Exploring the elastic and electronic properties of chromium molybdenum diboride alloys

We perform first-principles calculations to study the structural, mechanical, thermal, electronic, and magnetic properties of Cr1-xMoxB2 for x = 0.25, 0.33, 0.50, 0.67 and 0.75. Based on structural search methods, we determine the ground-state structure for each concentration. The ternaries are either monoclinic (x = 0.25, 0.75) or trigonal (x = 0.33, 0.50, 0.67). The calculated mechanical properties reveal that the strength of Cr1-xMoxB2 is maximized for x = 0.50. Cr0.5Mo0.5B2 exhibits excellent mechanical properties (B = 298 GPa, Y = 558 GPa, G = 235 Gpa, nu = 0.19, H-v =27 GPa), surpassing those of beta-MoB2 at a lower cost.
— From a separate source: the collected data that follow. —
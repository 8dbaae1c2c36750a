//! # Ledger Records Crate
//!
//! Domain types shared across the ledger workspace: the open-shaped
//! [`TransactionRecord`] and the [`RecordId`] canonical identifier used for
//! every lookup comparison.
//!
//! ## Design Principles
//!
//! - **Single Source of Truth**: record-level types are defined here and
//!   nowhere else.
//! - **Opaque Payloads**: everything except the identifier field is carried
//!   untouched; the store never interprets amounts, counterparties, or
//!   timestamps.
//! - **Canonical Equality**: identifiers of any scalar type compare through
//!   their canonical string form, so `1` and `"1"` resolve identically.

pub mod errors;
pub mod id;
pub mod record;
pub mod samples;

pub use errors::RecordError;
pub use id::RecordId;
pub use record::{TransactionRecord, ID_FIELD};
//! # Inbound Ports (Driving Ports)
//!
//! Public API exposed by the record store subsystem.

use serde_json::{Map, Value};

use ledger_records::{RecordId, TransactionRecord};

use crate::domain::{RecordStore, StoreError};

/// Primary API for the record store subsystem.
///
/// This is the seam a serving layer consumes: it translates `None` into its
/// own not-found signaling and [`StoreError`] into its own error responses.
/// All operations are synchronous and non-blocking; callers serialize access
/// to a given store instance.
pub trait RecordStoreApi {
    /// Resolve an identifier by sequential scan (first match).
    fn scan_lookup(&self, id: &RecordId) -> Option<&TransactionRecord>;

    /// Resolve an identifier through the direct-access index (last match
    /// for duplicated identifiers).
    fn indexed_lookup(&self, id: &RecordId) -> Option<&TransactionRecord>;

    /// Append a record, assigning an identifier when it lacks one.
    /// Returns the finalized record.
    fn append(&mut self, record: TransactionRecord) -> Result<TransactionRecord, StoreError>;

    /// Fully replace the record at an identifier, preserving its sequence
    /// position. Fails with [`StoreError::NotFound`] when absent.
    fn replace(
        &mut self,
        id: &RecordId,
        fields: Map<String, Value>,
    ) -> Result<TransactionRecord, StoreError>;

    /// Remove the first record with an identifier. Fails with
    /// [`StoreError::NotFound`] when absent.
    fn remove(&mut self, id: &RecordId) -> Result<TransactionRecord, StoreError>;
}

impl RecordStoreApi for RecordStore {
    fn scan_lookup(&self, id: &RecordId) -> Option<&TransactionRecord> {
        RecordStore::scan_lookup(self, id)
    }

    fn indexed_lookup(&self, id: &RecordId) -> Option<&TransactionRecord> {
        RecordStore::indexed_lookup(self, id)
    }

    fn append(&mut self, record: TransactionRecord) -> Result<TransactionRecord, StoreError> {
        RecordStore::append(self, record)
    }

    fn replace(
        &mut self,
        id: &RecordId,
        fields: Map<String, Value>,
    ) -> Result<TransactionRecord, StoreError> {
        RecordStore::replace(self, id, fields)
    }

    fn remove(&mut self, id: &RecordId) -> Result<TransactionRecord, StoreError> {
        RecordStore::remove(self, id)
    }
}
All of these ternaries are hard alloys with Vickers hardness greater than 24 GPa. Chemical bonding analysis demonstrates that the strength of the new compounds is related to the alternating planar and buckled B-B layers, as well as the strong TM-B bonds. The enhanced strength of Cr0.5Mo0.5B2 is a consequence of the high density of strong interlayer Cr-Mo metallic bonds around the Fermi level. (C) 2021 Elsevier B.V. All rights reserved.

Automated summary

In this study, first-principles calculations were used to investigate the properties of Cr1-xMoxB2 alloys, with Cr0.5Mo0.5B2 showing excellent mechanical properties at x=0.50. Chemical bonding analysis further confirmed the relationship between the strength of the new compounds and their structure and chemical bonds.